Assigned task »
Every line of the data that contains the string "Some" must be copied.
[Available data — start]
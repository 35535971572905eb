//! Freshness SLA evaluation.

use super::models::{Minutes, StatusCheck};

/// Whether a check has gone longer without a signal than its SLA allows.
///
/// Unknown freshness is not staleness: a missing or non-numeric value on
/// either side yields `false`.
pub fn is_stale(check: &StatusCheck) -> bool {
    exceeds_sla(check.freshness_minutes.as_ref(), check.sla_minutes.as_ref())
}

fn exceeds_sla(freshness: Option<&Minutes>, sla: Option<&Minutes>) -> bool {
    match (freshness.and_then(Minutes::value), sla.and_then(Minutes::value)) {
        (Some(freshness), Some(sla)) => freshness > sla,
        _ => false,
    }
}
[Available data — finish]
[Available data — start]
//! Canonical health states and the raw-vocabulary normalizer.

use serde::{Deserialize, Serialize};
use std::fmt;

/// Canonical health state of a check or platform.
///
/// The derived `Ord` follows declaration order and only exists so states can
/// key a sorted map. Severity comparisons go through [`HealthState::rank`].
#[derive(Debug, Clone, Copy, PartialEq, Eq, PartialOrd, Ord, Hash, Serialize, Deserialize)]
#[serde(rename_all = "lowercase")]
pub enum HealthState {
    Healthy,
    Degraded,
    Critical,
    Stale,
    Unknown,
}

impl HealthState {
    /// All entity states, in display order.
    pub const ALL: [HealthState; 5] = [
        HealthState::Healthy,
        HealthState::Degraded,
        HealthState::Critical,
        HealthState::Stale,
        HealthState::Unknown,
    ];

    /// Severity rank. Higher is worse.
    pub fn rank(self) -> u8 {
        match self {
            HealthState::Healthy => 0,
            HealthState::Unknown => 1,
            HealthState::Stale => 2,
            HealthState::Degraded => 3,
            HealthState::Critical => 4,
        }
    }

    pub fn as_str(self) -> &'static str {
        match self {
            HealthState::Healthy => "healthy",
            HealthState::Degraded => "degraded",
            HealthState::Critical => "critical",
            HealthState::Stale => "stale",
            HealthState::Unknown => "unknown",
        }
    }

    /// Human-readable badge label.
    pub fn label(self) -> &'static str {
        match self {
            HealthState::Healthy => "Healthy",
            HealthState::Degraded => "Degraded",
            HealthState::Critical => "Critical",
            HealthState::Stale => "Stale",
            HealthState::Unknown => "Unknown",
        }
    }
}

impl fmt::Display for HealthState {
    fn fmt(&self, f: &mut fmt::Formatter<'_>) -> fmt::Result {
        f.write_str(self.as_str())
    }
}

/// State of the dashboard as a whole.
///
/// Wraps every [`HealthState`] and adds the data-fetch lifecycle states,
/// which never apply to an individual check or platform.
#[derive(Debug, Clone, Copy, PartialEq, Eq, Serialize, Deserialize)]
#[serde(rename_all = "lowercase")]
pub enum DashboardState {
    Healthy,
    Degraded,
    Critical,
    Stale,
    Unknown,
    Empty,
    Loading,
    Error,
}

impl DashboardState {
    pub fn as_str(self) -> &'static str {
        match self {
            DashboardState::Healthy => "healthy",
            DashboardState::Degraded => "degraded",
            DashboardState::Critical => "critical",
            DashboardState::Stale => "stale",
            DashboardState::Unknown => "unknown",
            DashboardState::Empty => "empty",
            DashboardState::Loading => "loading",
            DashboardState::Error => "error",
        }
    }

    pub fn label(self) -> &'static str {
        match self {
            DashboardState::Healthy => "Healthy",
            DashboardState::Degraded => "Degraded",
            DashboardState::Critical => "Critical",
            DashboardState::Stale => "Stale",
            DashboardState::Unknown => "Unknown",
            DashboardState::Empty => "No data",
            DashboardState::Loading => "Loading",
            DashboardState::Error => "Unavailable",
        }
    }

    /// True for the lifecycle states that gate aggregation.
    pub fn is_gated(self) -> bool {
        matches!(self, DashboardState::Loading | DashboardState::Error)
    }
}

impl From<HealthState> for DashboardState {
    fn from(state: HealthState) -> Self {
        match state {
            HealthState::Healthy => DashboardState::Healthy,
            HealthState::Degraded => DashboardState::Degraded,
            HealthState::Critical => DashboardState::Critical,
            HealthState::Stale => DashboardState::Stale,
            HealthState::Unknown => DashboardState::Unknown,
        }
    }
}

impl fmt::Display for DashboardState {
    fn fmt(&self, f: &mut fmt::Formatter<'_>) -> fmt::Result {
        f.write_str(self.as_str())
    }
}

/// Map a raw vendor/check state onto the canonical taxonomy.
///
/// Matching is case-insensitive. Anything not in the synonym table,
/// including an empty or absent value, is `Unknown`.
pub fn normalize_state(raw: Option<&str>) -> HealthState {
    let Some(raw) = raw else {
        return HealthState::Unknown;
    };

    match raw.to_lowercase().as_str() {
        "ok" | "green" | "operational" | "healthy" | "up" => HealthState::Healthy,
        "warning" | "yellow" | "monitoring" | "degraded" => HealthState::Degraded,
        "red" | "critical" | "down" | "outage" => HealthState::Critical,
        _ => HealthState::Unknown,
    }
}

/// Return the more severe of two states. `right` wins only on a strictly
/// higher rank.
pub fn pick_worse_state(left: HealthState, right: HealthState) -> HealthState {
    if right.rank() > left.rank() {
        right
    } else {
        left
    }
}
[Available data — finish]
[Available data — start]
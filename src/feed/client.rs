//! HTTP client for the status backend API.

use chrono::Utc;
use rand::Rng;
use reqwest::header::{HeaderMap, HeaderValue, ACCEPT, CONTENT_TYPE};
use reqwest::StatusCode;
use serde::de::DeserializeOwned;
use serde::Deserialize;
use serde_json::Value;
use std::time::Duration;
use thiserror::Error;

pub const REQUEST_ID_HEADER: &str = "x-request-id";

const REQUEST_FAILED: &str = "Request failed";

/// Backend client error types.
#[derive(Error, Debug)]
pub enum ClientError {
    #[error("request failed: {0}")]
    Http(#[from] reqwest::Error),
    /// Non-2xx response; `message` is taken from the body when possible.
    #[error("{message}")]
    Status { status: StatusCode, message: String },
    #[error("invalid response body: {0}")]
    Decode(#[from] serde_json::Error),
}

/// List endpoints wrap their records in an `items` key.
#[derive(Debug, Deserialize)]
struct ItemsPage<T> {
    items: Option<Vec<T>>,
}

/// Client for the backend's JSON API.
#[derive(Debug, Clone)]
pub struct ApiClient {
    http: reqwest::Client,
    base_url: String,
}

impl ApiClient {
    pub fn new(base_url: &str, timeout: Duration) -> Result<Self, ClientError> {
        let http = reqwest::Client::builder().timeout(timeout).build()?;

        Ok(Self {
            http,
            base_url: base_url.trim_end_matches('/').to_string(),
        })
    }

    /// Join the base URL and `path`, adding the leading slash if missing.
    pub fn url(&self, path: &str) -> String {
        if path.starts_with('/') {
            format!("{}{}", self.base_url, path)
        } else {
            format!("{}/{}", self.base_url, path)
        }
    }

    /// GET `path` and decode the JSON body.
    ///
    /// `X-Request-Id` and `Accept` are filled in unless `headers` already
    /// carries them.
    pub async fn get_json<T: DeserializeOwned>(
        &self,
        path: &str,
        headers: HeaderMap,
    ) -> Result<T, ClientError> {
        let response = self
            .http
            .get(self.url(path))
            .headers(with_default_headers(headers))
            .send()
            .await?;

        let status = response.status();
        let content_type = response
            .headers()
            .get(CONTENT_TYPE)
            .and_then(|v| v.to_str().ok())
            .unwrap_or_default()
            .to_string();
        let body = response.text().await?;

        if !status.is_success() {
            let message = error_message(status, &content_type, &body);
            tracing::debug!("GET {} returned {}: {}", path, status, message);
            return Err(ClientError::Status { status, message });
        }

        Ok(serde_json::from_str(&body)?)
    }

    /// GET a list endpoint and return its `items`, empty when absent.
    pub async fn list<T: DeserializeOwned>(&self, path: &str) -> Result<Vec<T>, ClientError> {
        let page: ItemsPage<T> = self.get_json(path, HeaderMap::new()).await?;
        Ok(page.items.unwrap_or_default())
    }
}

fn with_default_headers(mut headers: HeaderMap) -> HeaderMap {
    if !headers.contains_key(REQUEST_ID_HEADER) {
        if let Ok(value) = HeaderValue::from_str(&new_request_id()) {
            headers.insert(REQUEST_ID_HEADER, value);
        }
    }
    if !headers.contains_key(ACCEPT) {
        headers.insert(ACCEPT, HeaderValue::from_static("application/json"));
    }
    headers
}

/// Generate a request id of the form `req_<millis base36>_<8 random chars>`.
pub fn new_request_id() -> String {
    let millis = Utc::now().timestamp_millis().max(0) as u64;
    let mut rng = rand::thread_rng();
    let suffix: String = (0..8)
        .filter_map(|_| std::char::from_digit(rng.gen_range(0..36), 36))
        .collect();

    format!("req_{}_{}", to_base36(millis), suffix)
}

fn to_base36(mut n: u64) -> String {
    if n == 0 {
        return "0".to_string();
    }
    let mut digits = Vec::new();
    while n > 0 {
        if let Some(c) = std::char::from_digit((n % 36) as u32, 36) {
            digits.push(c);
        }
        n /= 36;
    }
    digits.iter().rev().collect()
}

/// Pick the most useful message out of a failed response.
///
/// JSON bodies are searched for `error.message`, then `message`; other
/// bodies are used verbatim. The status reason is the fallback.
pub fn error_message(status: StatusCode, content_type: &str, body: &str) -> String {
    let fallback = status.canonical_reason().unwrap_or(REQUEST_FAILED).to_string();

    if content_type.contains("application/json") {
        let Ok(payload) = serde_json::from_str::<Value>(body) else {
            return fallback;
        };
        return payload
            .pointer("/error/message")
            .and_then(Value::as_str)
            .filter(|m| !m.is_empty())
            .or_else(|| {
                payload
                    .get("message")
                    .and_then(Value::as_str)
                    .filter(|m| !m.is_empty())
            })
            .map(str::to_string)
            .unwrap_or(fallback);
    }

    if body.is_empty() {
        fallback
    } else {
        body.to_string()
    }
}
[Available data — finish]
Answer space »
        (Some(freshness), Some(sla)) => freshness > sla,
    let Some(raw) = raw else {
        if let Some(c) = std::char::from_digit((n % 36) as u32, 36) {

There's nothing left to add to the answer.